Ma molteplici sono i motivi di preoccupazione della attuale stagione per lo scenario del mondo del lavoro e del quadro delle riforme attese, annunciate e necessarie più che mai.

Il rigore invernale registra il permanere del quadro di precarietà dei rapporti di lavoro, del perdurante elevato livello di infortuni professionali, della carenza di  un più realistico riconoscimento della rappresentatività dei soggetti collettivi e di adeguata valorizzazione di essi.

Permane la giungla dei contratti-pirata e la realtà di ampie zone di lavoro povero , che rendono ineludibile una qualche forma di regolamentazione del salario minimo; oltre alla sempre vasta area di lavoro nero, con i connessi fenomeni di evasione contributiva e fiscale.

Ancora sul tappeto sono i problemi posti dalla  transizione digitale, e quelli non ancora risolti della parità di genere.

E l’elencazione potrebbe proseguire con i molti altri nodi irrisolti noti a tutti e in attesa di soluzione da gran tempo.

In tale contesto, va registrato positivamente il fiorire di “tavoli” di discussione e di confronto a livello governativo con le associazioni di categoria portatrici di interessi collettivi ma, parallelamente, si deve constatare che alla necessaria raccolta di opinioni e di proposte non è ancora seguita la altrettanto necessaria traduzione in interventi legislativi e amministrativi concreti, efficaci e efficienti.

Ci si chiede se il modello possa essere la concertazione sperimentata con un certo successo in tempi abbastanza lontani, anche se non remoti. E’ evidente che  tale modello risale ad altra epoca e a un diverso contesto politico e produttivo ; e che in questi anni sono mutate le condizioni della realtà economica e produttiva nazionale e internazionale, per modo che non è pensabile la mera riproposizione di schemi del passato.

Ma è altrettanto evidente che occorre trovare al più presto la via per superare la palude dei discorsi infiniti e approdare al terreno fermo dei risultati tangibili.
Certamente senza illusorie scorciatoie ma sicuramente con l’urgenza imposta dalla realtà.

Una realtà che rende non più dilazionabile l’avvio e la prosecuzione di interventi pubblici proporzionati alla gravità del momento e al quadro economico e sociale eccezionalmente difficile e travagliato che il Paese sta attraversando per la compresenza in termini più ampi che in passato di fattori critici come la crescente inflazione, la pandemia, talune crisi aziendali e di settori produttivi, il contesto bellico internazionale.
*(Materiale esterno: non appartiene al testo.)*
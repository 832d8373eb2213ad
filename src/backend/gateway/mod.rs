//! Realtime Gateway Module
//!
//! The WebSocket half of the server. Clients connect at `GET /ws`,
//! authenticate with the same JWT the REST API uses, join rooms, and
//! exchange tagged JSON events.
//!
//! # Architecture
//!
//! The gateway module is organized into focused submodules:
//!
//! - **`instance`** - The `Gateway` itself and its process-wide singleton
//! - **`rooms`** - Room membership and broadcast
//! - **`connection`** - Per-socket state
//! - **`socket`** - Upgrade handler, read loop, writer task, dispatch
//!
//! # Event Flow
//!
//! 1. Client connects and sends `authenticate` with a JWT
//! 2. On success the connection lands in its `user:<email>` room
//! 3. `join`/`leave` manage `channel:<id>` subscriptions
//! 4. Message mutations persist through the shared mutation service,
//!    then broadcast to the affected channel's room
//!
//! Anything that fails answers only the sender with an `error` event;
//! the socket always survives its own bad input.

/// The gateway instance and process-wide singleton
pub mod instance;

/// Room membership and broadcast
pub mod rooms;

/// Per-socket state
pub mod connection;

/// Socket lifecycle and event dispatch
pub mod socket;

pub use connection::GatewayConnection;
pub use instance::Gateway;
pub use rooms::{channel_room, user_room, RoomRegistry};
pub use socket::handle_gateway_upgrade;
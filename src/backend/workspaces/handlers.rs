/**
 * Workspace Invitation Handlers
 *
 * HTTP handlers for issuing and listing workspace invitations.
 *
 * # Endpoints
 *
 * - POST /api/workspaces/{workspace_id}/invitations - Invite a user by email
 * - GET /api/invitations - List pending invitations for the caller
 *
 * Issuing an invitation also pushes a realtime notice to the invited
 * user's personal room. That push is strictly best-effort: a recipient
 * with no open sockets still gets the invitation row, and no delivery
 * problem can fail the HTTP request.
 */
use axum::{
    extract::{Path, State},
    response::Json,
};
use sqlx::PgPool;

use crate::backend::auth::users::get_user_by_id;
use crate::backend::error::ApiError;
use crate::backend::middleware::auth::AuthUser;
use crate::backend::notifications::fanout::notify_workspace_invitation;
use crate::backend::workspaces::db;
use crate::shared::messages::{CreateInvitationRequest, Invitation};

/// Invite a user into a workspace
///
/// # Errors
///
/// * `NotFound` - The workspace does not exist
/// * `Authorization` - The caller is not a member of the workspace
/// * `Validation` - The email address is malformed
/// * `Persistence` - Database not configured, or a storage step failed
pub async fn create_invitation(
    State(pool): State<Option<PgPool>>,
    AuthUser(user): AuthUser,
    Path(workspace_id): Path<i64>,
    Json(request): Json<CreateInvitationRequest>,
) -> Result<Json<Invitation>, ApiError> {
    let pool = pool.ok_or_else(|| {
        tracing::error!("Database not configured");
        ApiError::persistence("database not configured")
    })?;

    let workspace = db::get_workspace_by_id(&pool, workspace_id)
        .await?
        .ok_or_else(|| ApiError::not_found("workspace not found"))?;

    if !db::is_workspace_member(&pool, workspace.id, user.user_id).await? {
        return Err(ApiError::authorization(
            "only workspace members can invite",
        ));
    }

    if !request.email.contains('@') {
        return Err(ApiError::validation("invalid email format"));
    }

    let sender_name = get_user_by_id(&pool, user.user_id)
        .await?
        .map(|u| u.username)
        .unwrap_or_else(|| user.email.clone());

    let invitation =
        db::create_invitation(&pool, workspace.id, &workspace.name, &request.email).await?;

    tracing::info!(
        "Invitation {} created for {} to workspace {}",
        invitation.id,
        invitation.email,
        workspace.id
    );

    notify_workspace_invitation(&invitation, &sender_name);

    Ok(Json(invitation))
}

/// List pending invitations addressed to the caller's email
pub async fn list_invitations(
    State(pool): State<Option<PgPool>>,
    AuthUser(user): AuthUser,
) -> Result<Json<Vec<Invitation>>, ApiError> {
    let pool = pool.ok_or_else(|| {
        tracing::error!("Database not configured");
        ApiError::persistence("database not configured")
    })?;

    let invitations = db::pending_invitations_for_email(&pool, &user.email).await?;
    Ok(Json(invitations))
}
Vi sono urgenze che non possono attendere ancora: la crescente inflazione che falcidia il reddito di vaste fasce di lavoratori, erodendo salari già in crisi anche per il mancato rinnovo di tanti contratti collettivi; per non parlare dei tanti lavori privi anche della tutela collettiva perché rimasti senza lavoro a causa della permanente crisi occupazionale.

Va bene, anzi è indispensabile, parlare con tutti gli attori del mondo del lavoro, raccoglierne le indicazioni e i suggerimenti. Naturalmente attraverso la valorizzazione delle proposte e della disponibilità degli interlocutori operanti “sul campo”; ma anche realizzando la successiva sintesi.

Alla quale  deve pervenire il Decisore politico anche sulla base delle sue priorità e della propria scala di valori; con l’auspicio che le une e le altre  tengano ferma la bussola dei principi costituzionali e di quelli generali dell’ordinamento giuridico.
E con la connessa e conseguente responsabilità politica, come richiede e impone la dinamica costituzionale.

Va riconosciuto che molti sono i semi che in questi mesi sono stati gettati e che ancora giacciono sotto la neve. Occorrerà vedere quali di essi germoglieranno e in quali tempi.

Con l’auspicio che presto abbia fine il lungo inverno delle riforme e si giunga, se non alla”estate gloriosa” del Bardo inglese, almeno a una primavera di ragionevole fioritura.